Exercise details:
Report each line from the data below that holds the word "Boolean".

Data under study:

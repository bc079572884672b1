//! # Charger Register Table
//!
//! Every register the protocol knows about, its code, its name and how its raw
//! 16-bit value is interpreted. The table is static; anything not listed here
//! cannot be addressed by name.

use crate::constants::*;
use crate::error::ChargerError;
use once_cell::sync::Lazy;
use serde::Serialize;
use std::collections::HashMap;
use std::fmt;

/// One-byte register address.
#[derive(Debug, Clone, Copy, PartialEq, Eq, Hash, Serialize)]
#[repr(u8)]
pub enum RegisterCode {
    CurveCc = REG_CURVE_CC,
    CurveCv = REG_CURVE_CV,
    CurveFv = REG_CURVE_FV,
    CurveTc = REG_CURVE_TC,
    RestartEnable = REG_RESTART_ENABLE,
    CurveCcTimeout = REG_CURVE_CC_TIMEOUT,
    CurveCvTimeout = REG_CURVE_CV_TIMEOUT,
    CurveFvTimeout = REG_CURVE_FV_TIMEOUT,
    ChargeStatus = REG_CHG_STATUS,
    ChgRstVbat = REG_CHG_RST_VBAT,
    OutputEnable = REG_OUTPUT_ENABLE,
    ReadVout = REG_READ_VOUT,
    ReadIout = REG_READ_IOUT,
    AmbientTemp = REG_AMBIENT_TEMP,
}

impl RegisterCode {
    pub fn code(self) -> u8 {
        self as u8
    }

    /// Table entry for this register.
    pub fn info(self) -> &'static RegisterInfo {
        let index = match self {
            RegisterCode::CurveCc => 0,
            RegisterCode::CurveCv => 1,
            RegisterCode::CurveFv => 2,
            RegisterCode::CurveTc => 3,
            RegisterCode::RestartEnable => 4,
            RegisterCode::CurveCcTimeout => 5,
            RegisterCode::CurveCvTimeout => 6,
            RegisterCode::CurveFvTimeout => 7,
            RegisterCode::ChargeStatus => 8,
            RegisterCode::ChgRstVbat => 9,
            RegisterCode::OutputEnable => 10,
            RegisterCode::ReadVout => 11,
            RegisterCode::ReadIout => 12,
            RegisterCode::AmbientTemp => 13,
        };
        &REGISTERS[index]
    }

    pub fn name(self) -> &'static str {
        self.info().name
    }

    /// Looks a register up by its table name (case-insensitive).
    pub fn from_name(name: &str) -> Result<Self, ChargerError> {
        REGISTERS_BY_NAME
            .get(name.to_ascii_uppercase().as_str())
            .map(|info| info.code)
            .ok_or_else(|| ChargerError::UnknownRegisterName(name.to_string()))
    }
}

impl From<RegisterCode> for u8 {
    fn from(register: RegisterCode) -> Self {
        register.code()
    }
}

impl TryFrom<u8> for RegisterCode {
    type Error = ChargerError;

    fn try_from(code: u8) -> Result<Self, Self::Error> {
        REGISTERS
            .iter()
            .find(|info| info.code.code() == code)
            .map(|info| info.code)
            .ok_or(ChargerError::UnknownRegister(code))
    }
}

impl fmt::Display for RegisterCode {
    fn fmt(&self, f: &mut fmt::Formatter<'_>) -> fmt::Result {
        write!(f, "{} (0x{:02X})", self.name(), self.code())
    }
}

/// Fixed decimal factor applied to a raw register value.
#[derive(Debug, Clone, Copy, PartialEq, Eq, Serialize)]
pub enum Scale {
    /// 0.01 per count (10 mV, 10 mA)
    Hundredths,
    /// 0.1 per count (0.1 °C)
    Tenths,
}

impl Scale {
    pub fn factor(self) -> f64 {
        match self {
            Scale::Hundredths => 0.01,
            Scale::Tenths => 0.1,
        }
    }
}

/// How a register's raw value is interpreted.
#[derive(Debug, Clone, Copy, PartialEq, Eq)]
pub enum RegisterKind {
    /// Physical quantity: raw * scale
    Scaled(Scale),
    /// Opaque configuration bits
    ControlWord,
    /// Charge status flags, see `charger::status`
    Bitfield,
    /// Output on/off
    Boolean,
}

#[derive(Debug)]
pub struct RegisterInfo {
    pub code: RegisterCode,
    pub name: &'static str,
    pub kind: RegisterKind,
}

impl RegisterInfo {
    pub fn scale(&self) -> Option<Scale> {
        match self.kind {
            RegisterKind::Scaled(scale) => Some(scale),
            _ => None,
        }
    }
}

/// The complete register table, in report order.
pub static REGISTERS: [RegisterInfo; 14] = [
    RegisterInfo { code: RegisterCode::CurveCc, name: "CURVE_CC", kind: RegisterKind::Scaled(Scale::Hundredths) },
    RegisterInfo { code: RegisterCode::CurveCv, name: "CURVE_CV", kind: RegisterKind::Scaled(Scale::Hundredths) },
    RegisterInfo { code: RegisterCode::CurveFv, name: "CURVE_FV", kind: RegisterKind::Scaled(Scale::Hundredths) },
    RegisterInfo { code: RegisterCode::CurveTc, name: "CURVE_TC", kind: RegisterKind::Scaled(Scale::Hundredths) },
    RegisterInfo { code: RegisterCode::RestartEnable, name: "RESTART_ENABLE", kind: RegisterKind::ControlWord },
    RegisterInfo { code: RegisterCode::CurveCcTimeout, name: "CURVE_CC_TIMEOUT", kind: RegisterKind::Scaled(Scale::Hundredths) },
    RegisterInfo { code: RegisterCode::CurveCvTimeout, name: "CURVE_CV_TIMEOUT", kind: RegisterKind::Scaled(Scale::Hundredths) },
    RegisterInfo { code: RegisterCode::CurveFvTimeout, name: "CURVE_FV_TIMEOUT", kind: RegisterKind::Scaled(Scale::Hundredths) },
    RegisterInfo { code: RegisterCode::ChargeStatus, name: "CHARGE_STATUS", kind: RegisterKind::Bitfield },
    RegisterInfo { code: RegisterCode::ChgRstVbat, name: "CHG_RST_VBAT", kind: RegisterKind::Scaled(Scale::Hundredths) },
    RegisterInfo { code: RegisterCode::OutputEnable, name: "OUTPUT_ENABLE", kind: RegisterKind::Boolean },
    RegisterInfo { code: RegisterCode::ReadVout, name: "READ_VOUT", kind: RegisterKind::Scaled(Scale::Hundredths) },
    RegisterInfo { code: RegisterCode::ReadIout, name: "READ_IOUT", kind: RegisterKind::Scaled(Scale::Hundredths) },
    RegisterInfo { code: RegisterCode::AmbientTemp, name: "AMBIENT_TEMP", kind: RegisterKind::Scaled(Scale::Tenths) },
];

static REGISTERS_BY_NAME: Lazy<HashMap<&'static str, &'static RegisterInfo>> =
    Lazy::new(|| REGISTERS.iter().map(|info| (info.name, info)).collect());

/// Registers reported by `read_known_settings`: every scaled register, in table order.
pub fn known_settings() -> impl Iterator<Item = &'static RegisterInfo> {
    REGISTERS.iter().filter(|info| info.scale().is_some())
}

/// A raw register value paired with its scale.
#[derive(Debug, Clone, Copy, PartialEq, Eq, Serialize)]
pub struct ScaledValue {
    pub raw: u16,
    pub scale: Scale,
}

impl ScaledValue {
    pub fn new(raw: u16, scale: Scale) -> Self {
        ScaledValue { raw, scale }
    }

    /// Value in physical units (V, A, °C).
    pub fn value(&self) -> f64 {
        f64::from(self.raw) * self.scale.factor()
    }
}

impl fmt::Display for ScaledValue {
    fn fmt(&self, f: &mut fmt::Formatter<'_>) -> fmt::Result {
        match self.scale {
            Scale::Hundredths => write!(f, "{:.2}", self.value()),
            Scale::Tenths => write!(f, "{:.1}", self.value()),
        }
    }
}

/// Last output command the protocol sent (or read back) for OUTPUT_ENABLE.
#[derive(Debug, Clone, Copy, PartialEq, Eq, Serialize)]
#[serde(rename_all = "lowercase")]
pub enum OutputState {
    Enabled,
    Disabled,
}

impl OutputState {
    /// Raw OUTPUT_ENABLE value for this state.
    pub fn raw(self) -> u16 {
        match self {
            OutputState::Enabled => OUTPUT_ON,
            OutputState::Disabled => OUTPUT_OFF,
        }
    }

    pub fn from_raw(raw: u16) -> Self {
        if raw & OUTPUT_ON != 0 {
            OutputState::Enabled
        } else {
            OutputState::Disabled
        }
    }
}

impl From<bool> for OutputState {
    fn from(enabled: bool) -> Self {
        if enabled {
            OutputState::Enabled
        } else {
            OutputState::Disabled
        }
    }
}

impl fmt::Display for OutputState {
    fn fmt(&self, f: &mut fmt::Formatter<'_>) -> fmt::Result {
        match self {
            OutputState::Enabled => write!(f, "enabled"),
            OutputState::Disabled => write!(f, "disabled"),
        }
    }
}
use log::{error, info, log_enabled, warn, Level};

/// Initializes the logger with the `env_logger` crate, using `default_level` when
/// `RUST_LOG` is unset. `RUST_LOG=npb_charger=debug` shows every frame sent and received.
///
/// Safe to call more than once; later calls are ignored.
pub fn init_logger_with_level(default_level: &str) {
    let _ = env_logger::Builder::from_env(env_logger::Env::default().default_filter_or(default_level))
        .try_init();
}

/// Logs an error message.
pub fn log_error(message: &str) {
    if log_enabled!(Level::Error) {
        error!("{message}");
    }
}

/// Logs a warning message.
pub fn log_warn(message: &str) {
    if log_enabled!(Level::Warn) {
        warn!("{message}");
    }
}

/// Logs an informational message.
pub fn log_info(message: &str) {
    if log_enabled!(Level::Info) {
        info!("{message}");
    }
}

Task output:
    Boolean,
    RegisterInfo { code: RegisterCode::OutputEnable, name: "OUTPUT_ENABLE", kind: RegisterKind::Boolean },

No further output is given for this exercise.